_What this task involves_
The output should be every line below that includes the word "HarnessConfig".

Stored data
╭──
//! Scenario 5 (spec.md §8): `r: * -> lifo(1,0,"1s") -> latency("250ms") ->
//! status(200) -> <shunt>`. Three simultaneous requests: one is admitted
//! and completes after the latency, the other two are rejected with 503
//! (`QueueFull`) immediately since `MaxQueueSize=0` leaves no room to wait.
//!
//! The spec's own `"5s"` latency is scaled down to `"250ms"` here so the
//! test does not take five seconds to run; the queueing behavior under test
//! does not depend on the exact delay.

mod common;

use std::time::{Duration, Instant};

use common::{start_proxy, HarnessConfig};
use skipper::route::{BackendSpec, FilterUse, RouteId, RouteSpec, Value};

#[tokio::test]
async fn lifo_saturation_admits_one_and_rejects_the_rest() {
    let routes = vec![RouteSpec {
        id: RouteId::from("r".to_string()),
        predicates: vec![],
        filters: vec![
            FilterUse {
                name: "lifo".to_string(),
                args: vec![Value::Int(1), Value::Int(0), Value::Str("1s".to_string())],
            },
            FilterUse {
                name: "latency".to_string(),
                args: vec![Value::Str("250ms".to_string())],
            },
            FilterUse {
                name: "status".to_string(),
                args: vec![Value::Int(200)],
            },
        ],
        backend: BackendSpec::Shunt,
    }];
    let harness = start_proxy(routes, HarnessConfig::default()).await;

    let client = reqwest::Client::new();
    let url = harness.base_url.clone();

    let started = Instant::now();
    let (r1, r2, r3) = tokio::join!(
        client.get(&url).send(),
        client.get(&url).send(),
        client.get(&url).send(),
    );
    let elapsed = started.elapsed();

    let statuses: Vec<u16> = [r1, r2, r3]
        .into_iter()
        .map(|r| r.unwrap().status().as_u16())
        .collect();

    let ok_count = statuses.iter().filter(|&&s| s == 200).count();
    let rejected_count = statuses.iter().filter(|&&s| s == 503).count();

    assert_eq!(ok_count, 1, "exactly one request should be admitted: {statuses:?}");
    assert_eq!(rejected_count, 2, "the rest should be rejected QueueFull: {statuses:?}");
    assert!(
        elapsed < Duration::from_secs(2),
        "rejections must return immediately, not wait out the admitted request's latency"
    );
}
╰──
_Exercise answer_
use common::{start_proxy, HarnessConfig};
    let harness = start_proxy(routes, HarnessConfig::default()).await;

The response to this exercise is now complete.